Go through the material below, find each line with the word "LintError", and copy those lines.

## INFORMATION GIVEN:
%%
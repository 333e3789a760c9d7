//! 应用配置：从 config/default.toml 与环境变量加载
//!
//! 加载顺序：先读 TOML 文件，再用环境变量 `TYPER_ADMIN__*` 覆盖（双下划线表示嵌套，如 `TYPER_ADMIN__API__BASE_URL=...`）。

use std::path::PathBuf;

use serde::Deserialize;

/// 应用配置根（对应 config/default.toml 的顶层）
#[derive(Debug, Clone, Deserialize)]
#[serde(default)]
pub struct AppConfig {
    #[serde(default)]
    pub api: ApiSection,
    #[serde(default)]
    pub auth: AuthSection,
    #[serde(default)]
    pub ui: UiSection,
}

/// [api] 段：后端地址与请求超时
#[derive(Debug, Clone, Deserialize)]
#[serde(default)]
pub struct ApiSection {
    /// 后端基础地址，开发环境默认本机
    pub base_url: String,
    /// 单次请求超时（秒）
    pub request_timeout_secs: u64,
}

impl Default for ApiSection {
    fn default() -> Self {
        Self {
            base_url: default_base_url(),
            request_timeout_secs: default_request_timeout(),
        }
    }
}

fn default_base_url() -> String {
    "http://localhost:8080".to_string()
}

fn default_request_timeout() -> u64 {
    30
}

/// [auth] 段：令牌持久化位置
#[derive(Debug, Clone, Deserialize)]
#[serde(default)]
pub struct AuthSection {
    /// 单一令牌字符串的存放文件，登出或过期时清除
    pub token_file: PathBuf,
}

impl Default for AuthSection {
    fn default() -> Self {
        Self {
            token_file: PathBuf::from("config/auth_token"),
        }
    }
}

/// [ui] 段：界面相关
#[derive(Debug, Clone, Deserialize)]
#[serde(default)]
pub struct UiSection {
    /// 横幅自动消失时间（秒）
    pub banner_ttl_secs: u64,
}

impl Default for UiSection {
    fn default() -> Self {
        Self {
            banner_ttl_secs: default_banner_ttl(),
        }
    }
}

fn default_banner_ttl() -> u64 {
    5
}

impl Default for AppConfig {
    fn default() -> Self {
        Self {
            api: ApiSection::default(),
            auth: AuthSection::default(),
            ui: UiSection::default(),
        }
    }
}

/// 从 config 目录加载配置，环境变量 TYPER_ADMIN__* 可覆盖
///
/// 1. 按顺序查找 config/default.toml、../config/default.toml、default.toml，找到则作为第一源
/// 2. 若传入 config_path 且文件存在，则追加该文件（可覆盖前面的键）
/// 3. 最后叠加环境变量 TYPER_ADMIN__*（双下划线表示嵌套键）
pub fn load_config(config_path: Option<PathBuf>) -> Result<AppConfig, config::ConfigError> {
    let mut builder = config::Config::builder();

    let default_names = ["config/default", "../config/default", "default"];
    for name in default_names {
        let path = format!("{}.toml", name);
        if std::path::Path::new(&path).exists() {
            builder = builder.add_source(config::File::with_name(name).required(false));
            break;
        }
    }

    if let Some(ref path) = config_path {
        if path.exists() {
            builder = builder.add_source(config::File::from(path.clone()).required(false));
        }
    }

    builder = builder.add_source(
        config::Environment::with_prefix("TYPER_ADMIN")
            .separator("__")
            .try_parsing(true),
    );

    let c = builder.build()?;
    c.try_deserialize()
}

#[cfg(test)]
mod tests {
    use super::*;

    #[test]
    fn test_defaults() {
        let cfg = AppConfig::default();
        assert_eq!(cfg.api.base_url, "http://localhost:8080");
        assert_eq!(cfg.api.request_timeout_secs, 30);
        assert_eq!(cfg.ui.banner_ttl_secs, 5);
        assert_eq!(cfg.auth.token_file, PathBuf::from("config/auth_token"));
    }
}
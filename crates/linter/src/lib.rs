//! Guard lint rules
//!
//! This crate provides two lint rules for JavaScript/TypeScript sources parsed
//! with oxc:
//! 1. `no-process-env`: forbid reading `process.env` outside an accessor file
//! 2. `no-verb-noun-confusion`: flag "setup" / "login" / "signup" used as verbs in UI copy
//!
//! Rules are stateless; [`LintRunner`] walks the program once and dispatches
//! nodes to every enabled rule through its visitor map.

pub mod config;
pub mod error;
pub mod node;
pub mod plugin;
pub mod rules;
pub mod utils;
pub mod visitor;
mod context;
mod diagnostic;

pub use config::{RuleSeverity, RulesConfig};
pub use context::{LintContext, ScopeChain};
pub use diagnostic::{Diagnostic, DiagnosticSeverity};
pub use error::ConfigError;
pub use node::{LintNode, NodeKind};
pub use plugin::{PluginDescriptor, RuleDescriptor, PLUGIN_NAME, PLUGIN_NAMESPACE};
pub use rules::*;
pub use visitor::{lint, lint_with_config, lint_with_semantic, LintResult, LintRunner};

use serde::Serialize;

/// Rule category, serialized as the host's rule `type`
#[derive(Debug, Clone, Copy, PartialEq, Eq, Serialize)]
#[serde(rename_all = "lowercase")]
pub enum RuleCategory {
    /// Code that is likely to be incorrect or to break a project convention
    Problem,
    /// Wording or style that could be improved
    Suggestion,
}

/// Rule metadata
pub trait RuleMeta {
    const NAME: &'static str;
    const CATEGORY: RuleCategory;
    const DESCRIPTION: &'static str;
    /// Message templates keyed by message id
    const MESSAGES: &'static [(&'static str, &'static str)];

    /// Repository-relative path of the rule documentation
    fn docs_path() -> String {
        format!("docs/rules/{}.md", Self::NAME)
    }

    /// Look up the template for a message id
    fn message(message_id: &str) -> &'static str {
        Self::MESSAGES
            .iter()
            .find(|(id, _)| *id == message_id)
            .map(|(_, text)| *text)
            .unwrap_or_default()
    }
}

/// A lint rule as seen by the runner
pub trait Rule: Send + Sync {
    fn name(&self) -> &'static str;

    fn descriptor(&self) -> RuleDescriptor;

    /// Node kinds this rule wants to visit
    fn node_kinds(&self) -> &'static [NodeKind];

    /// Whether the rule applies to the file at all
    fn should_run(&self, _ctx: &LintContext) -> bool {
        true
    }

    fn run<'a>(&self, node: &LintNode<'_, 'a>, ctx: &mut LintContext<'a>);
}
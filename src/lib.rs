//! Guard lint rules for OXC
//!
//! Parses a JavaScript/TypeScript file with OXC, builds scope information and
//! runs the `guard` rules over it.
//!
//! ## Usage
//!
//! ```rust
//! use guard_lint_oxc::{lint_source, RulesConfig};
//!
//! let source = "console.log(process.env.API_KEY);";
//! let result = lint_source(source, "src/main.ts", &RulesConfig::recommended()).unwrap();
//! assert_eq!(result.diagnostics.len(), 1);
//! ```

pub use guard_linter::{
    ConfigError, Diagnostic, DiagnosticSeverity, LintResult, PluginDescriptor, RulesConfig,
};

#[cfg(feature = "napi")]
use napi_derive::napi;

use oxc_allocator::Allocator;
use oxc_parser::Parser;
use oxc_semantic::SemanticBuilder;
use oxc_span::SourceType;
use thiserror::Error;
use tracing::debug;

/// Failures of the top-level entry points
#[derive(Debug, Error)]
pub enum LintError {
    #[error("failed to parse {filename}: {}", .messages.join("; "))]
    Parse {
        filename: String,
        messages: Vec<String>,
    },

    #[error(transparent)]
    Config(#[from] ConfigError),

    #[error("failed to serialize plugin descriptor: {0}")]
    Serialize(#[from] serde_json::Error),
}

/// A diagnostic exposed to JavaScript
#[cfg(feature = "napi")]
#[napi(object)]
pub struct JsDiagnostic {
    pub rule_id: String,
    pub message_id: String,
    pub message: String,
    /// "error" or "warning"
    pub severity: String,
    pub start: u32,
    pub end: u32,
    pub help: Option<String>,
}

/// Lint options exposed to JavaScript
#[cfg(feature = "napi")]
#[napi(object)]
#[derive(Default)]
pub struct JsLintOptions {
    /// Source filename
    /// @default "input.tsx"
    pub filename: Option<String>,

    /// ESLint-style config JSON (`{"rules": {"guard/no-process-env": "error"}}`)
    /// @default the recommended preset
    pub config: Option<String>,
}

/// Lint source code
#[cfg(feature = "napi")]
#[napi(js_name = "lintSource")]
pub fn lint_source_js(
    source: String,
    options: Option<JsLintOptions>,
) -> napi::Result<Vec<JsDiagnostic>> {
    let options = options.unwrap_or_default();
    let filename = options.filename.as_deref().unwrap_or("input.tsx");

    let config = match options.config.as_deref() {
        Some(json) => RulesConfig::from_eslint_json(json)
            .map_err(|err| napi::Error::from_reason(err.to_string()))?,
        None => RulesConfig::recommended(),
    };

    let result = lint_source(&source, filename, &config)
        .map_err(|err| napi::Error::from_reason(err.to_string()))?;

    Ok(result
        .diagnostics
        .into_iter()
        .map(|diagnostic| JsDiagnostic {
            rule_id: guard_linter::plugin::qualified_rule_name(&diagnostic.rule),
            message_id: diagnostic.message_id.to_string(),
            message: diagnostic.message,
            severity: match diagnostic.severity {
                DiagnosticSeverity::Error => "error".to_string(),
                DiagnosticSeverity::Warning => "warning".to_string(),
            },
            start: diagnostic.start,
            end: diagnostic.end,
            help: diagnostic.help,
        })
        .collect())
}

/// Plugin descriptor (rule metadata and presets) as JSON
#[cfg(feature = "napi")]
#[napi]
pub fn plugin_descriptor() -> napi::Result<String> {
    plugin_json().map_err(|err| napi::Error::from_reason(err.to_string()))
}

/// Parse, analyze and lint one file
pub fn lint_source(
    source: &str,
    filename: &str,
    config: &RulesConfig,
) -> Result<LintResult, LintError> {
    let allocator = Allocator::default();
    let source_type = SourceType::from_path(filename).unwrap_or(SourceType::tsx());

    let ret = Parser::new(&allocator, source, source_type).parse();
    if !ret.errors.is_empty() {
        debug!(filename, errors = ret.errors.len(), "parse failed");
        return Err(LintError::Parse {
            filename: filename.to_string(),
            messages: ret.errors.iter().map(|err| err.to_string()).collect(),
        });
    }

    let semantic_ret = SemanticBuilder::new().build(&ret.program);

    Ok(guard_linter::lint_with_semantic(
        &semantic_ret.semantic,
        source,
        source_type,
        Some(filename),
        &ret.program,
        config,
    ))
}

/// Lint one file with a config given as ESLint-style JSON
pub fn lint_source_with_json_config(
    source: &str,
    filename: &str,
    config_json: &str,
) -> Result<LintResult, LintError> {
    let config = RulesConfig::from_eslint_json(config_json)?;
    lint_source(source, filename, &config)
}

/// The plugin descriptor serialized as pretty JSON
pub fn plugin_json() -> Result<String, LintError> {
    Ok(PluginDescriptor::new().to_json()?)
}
%%
%%
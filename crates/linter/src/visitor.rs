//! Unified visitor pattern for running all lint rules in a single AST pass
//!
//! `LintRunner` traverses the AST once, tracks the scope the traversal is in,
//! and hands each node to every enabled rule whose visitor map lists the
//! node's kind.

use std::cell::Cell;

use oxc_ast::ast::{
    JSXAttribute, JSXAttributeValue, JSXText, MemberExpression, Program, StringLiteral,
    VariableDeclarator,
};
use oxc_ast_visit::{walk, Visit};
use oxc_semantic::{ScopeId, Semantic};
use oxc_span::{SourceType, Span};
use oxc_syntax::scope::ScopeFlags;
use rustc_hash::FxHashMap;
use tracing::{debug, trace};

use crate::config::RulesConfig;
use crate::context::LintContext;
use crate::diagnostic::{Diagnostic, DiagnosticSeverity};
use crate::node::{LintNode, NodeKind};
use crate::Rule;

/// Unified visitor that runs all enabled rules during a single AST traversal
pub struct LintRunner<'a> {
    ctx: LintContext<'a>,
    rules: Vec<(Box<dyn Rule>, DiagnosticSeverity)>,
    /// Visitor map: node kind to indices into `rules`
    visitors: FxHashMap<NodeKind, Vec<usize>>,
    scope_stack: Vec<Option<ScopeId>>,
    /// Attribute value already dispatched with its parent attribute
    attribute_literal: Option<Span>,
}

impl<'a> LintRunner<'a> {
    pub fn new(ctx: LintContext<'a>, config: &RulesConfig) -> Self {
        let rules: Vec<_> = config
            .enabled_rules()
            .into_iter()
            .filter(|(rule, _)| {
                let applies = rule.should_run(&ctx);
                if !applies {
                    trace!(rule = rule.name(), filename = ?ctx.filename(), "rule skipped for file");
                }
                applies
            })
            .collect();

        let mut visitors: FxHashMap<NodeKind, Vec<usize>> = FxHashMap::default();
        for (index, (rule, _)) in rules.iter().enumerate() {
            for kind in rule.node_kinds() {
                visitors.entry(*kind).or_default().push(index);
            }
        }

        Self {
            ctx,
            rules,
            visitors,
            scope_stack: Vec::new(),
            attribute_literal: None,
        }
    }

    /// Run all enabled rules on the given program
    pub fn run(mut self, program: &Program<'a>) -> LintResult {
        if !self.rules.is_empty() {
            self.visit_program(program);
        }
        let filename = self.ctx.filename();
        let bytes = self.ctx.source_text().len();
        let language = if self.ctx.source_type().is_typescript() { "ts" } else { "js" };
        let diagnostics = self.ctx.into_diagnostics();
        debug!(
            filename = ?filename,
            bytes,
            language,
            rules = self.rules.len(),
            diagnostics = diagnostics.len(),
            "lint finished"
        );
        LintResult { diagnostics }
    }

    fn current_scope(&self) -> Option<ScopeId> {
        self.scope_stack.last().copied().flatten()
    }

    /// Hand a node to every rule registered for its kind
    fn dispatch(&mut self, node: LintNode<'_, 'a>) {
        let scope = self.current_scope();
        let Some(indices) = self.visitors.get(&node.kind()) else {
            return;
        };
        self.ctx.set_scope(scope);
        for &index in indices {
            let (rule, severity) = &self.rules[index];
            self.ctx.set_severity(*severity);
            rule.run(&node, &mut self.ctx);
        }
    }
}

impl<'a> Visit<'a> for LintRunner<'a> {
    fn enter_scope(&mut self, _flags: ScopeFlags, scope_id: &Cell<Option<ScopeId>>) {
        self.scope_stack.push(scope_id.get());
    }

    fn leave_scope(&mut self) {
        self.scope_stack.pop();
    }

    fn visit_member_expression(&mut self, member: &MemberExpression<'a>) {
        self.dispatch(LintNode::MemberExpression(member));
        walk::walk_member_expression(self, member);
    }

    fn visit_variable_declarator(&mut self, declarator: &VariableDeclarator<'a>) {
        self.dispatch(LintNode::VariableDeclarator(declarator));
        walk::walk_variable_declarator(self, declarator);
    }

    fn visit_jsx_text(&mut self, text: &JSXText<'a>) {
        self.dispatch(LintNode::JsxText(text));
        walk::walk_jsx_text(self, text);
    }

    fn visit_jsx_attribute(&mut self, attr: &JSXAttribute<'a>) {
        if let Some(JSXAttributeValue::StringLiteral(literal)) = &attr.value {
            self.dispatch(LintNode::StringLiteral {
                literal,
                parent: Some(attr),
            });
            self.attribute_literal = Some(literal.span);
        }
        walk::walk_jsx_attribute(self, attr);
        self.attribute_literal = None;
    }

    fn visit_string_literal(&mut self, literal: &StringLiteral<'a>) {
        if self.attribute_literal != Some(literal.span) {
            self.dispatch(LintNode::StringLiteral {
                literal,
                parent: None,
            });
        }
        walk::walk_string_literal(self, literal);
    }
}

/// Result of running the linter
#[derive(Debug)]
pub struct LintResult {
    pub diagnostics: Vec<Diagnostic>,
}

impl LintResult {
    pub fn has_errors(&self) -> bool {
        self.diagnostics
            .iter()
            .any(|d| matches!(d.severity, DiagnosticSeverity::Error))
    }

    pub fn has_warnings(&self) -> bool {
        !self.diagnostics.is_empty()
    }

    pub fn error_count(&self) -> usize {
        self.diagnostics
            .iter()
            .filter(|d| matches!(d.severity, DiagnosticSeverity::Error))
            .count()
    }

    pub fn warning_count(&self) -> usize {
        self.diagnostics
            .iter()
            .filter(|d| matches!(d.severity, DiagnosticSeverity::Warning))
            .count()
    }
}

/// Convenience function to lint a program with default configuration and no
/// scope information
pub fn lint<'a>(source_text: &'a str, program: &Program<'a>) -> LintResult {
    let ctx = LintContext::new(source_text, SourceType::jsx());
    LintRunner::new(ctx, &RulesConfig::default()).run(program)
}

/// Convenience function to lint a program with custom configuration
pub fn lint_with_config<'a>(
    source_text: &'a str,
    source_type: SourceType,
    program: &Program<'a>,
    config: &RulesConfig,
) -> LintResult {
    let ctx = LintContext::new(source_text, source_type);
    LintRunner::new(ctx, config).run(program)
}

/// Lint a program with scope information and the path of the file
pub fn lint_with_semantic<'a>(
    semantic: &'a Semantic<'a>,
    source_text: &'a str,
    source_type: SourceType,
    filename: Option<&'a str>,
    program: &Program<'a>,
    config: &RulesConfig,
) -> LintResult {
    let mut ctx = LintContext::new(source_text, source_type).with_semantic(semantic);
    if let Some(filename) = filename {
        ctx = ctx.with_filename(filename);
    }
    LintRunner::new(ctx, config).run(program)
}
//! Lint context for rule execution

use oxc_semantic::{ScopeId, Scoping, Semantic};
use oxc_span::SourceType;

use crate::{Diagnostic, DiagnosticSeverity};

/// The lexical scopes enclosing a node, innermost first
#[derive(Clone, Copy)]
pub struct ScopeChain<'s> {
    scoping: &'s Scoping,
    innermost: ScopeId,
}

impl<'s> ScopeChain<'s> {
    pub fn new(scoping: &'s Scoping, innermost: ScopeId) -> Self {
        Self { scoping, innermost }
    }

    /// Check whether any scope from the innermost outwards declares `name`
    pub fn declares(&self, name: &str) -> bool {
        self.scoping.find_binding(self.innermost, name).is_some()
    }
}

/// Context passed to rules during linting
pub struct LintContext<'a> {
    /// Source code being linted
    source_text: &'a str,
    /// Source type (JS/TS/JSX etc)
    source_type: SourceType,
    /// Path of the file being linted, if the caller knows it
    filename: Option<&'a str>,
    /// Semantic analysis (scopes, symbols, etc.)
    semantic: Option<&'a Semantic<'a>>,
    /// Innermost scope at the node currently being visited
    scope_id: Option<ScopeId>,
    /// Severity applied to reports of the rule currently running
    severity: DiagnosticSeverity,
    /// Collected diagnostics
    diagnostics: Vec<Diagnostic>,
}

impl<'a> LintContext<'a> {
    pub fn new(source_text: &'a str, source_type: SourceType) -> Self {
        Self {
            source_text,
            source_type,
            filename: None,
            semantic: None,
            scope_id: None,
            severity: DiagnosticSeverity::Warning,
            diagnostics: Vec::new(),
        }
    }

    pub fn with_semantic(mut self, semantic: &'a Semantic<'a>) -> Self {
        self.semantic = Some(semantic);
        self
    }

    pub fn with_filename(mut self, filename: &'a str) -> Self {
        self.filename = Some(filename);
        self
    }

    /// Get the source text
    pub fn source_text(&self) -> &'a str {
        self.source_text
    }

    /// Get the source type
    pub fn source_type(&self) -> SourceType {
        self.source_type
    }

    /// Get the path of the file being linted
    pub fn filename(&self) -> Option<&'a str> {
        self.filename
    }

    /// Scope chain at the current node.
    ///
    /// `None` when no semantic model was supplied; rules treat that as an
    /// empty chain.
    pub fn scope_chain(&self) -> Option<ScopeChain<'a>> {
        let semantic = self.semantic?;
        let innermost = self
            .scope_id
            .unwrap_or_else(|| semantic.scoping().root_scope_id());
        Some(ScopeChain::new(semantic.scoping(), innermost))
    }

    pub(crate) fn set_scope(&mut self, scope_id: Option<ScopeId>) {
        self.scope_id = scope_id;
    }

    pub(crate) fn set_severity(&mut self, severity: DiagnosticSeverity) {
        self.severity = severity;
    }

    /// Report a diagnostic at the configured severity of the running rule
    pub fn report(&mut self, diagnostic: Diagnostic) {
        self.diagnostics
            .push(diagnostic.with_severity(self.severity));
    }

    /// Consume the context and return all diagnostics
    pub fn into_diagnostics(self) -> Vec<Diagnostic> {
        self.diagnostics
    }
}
%%
## ANSWER BOX:
pub enum LintError {
) -> Result<LintResult, LintError> {
        return Err(LintError::Parse {
) -> Result<LintResult, LintError> {
pub fn plugin_json() -> Result<String, LintError> {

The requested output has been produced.